Hydrating Avocado & Smoked Salmon Salad
A refreshing, electrolyte-rich salad featuring omega-3-packed smoked salmon and creamy avocado, dressed in a zesty lemon-dill vinaigrette to combat headaches and nausea during Whole30. This mediterranean-inspired whole30 (anti-inflammatory) ready in about 15 minutes pairs smoked salmon, medium avocado, mixed greens for a weeknight-friendly dinner that comes together with one pan and minimal cleanup. Each serving lands at about 260 calories and feeds 4, so it slots cleanly into a weekly meal plan and pairs well with a quick salad or grain on the side. Tap "Plan a meal with the AI" below to drop this recipe into your week and send the ingredients straight to Instacart. Nutrition values are approximate, calculated from USDA FoodData Central (fdc.nal.usda.gov) — verify against ingredient labels for any health-driven dietary plan.
Ingredients
- 6 oz smoked salmon
- 2 medium avocado
- 4 cups mixed greens
- 1 cup cherry tomatoes
- 1/4 cup red onion
- 2 tbsp fresh dill
- 1 lemon
- 2 tbsp extra-virgin olive oil
- 1/4 tsp sea salt
Instructions
- Step 1: Dice 2 medium avocados into 1/2-inch cubes and toss gently with 1/4 tsp sea salt to prevent browning.

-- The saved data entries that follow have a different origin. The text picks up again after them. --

//! The command wire codec: fixed-layout command structures and the datagram
//! header, all big-endian, hand-packed rather than through a serialization
//! crate.

use crate::error::Error;

/// Size in bytes of the fixed command header that precedes every command.
pub const COMMAND_HEADER_SIZE: usize = 12;
/// Size in bytes of the datagram header that precedes every command run.
pub const DATAGRAM_HEADER_SIZE: usize = 12;

/// `SEND_FRAGMENT`'s fixed fields, ahead of the fragment payload slice.
pub const FRAGMENT_HEADER_SIZE: usize = 20;

/// Flag bit on [`CommandHeader::flags`] requesting that the receiver
/// acknowledge this command explicitly (reliable commands only).
pub const FLAG_ACKNOWLEDGE: u8 = 0x01;

/// Sentinel [`DatagramHeader::peer_id`] value meaning "not yet assigned",
/// used only on the `CONNECT` datagram that opens a handshake, before either
/// side knows what index the other has allocated for it.
pub const UNASSIGNED_PEER_ID: u16 = 0xffff;

macro_rules! command_ids {
    ($($name:ident = $value:expr),+ $(,)?) => {
        $(pub const $name: u8 = $value;)+
    };
}

command_ids! {
    CMD_ACKNOWLEDGE = 1,
    CMD_CONNECT = 2,
    CMD_VERIFY_CONNECT = 3,
    CMD_DISCONNECT = 4,
    CMD_PING = 5,
    CMD_SEND_RELIABLE = 6,
    CMD_SEND_UNRELIABLE = 7,
    CMD_SEND_UNSEQUENCED = 8,
    CMD_SEND_FRAGMENT = 9,
    CMD_BANDWIDTH_LIMIT = 10,
    CMD_THROTTLE_CONFIGURE = 11,
}

/// The fixed header prefixing every command.
#[derive(Clone, Copy, Debug, PartialEq, Eq)]
pub struct CommandHeader {
    pub command: u8,
    pub channel_id: u8,
    pub flags: u8,
    pub reserved: u8,
    pub command_length: u32,
    pub reliable_sequence_number: u32,
}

- Step 2: Thinly slice 6 oz smoked salmon into 1-inch strips and set aside.
- Step 3: Halve 1 cup cherry tomatoes and finely dice 1/4 cup red onion, then combine with 4 cups mixed greens in a large bowl.
- Step 4: Whisk 2 tbsp extra-virgin olive oil, juice of 1 lemon, and 2 tbsp chopped fresh dill until emulsified.

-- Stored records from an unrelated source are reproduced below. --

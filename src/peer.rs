//! The peer state machine and the per-peer algorithms that operate on it:
//! RTT estimation, packet-throttle, packet-loss tracking,
//! timeout/retransmission bookkeeping, and the unsequenced replay window.

use std::collections::VecDeque;
use std::net::SocketAddr;

use crate::channel::Channel;
use crate::clock;
use crate::config::{self, ThrottleConfig};
use crate::error::Error;
use crate::packet::{Packet, PacketFlags};
use crate::protocol::{Command, CommandHeader};

/// A stable handle identifying a peer's slot in a [`Host`](crate::Host)'s
/// peer table. Doubles as the wire `peerID` the remote side uses to address
/// this peer.
#[derive(Debug, Clone, Copy, PartialEq, Eq, PartialOrd, Ord, Hash)]
pub struct PeerId(pub u16);

/// The channel ID control commands (CONNECT, PING, DISCONNECT, ...) are
/// logged against; distinct from any application channel.
pub const CONTROL_CHANNEL: u8 = 0xff;

/// A peer's position in the connection lifecycle.
#[derive(Debug, Clone, Copy, PartialEq, Eq)]
pub enum PeerState {
    Disconnected,
    Connecting,
    AcknowledgingConnect,
    ConnectionPending,
    Connected,
    DisconnectLater,
    Disconnecting,
    AcknowledgingDisconnect,
    Zombie,
}

/// A queued outgoing command, shared by all four of a peer's out-queues.
#[derive(Debug)]
pub struct OutgoingCommand {
    pub channel_id: u8,
    pub command: Command,
    pub reliable_sequence_number: u32,
    pub packet: Option<Packet>,
    pub fragment_offset: u32,
    pub fragment_length: u32,
    /// Set once the command has been transmitted at least once.
    pub sent_time: Option<u32>,
    pub round_trip_timeout: u32,
    pub round_trip_timeout_limit: u32,
}

impl OutgoingCommand {
    fn new(channel_id: u8, reliable_sequence_number: u32, command: Command) -> Self {
        Self {
            channel_id,
            command,
            reliable_sequence_number,
            packet: None,
            fragment_offset: 0,
            fragment_length: 0,
            sent_time: None,
            round_trip_timeout: 0,
            round_trip_timeout_limit: 0,
        }
    }
}

/// A record of a command the peer must acknowledge on its next send.
#[derive(Debug, Clone)]
pub struct PendingAck {
    pub channel_id: u8,
    pub header: CommandHeader,
    /// `sentTime` from the datagram header that delivered the acked command.
    pub received_sent_time: u32,
}

/// RTT and throttle statistics, updated on every `ACKNOWLEDGE`.
#[derive(Debug)]
pub struct RttStats {
    pub round_trip_time: u32,
    pub round_trip_time_variance: u32,
    lowest_round_trip_time: u32,
    highest_round_trip_time_variance: u32,
    pub last_round_trip_time: u32,
    pub last_round_trip_time_variance: u32,
    interval_start: u32,
}

impl RttStats {
    fn new(now: u32) -> Self {
        Self {
            round_trip_time: 500,
            round_trip_time_variance: 0,
            lowest_round_trip_time: 500,
            highest_round_trip_time_variance: 0,
            last_round_trip_time: 500,
            last_round_trip_time_variance: 0,
            interval_start: now,
        }
    }

    /// Applies one RTT sample using an exponential decay similar to RFC 6298,
    /// but tuned to converge faster under the throttle's shorter sampling
    /// interval.
    fn record(&mut self, rtt: u32) {
        self.round_trip_time_variance -= self.round_trip_time_variance / 4;

        if rtt >= self.round_trip_time {
            self.round_trip_time += (rtt - self.round_trip_time) / 8;
            self.round_trip_time_variance += (rtt - self.round_trip_time) / 4;
        } else {
            self.round_trip_time -= (self.round_trip_time - rtt) / 8;
            self.round_trip_time_variance += (self.round_trip_time - rtt) / 4;
        }

        if self.round_trip_time < self.lowest_round_trip_time {
            self.lowest_round_trip_time = self.round_trip_time;
        }
        if self.round_trip_time_variance > self.highest_round_trip_time_variance {
            self.highest_round_trip_time_variance = self.round_trip_time_variance;
        }
    }

    /// Snapshots the interval extrema into `last_*` once `interval_ms` has
    /// elapsed since the last snapshot, then resets the running extrema.
    fn maybe_roll_interval(&mut self, now: u32, interval_ms: u32) {
        if clock::diff(now, self.interval_start) >= interval_ms {
            self.last_round_trip_time = self.lowest_round_trip_time;
            self.last_round_trip_time_variance = self.highest_round_trip_time_variance;
            self.lowest_round_trip_time = self.round_trip_time;
            self.highest_round_trip_time_variance = self.round_trip_time_variance;
            self.interval_start = now;
        }
    }
}

/// Packet-throttle state.
#[derive(Debug)]
pub struct Throttle {
    pub probability: u32,
    pub limit: u32,
    pub acceleration: u32,
    pub deceleration: u32,
    pub interval_ms: u32,
    pub counter: u32,
}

- Step 5: Drizzle dressing over salad mixture and toss until evenly coated, ensuring greens are lightly glistening.
- Step 6: Gently fold in avocado cubes and smoked salmon strips, then chill for 10 minutes before serving to allow flavors to meld.
Equipment for this recipe
Top-rated tools to make this recipe successfully.
Frequently asked questions
How long does Hydrating Avocado & Smoked Salmon Salad take to make?
Total time is about 15 minutes (15 min prep + 0 min cook). Most home cooks find this fits comfortably into a weeknight; double the batch on Sunday for two dinners.
How do I store leftover Hydrating Avocado & Smoked Salmon Salad?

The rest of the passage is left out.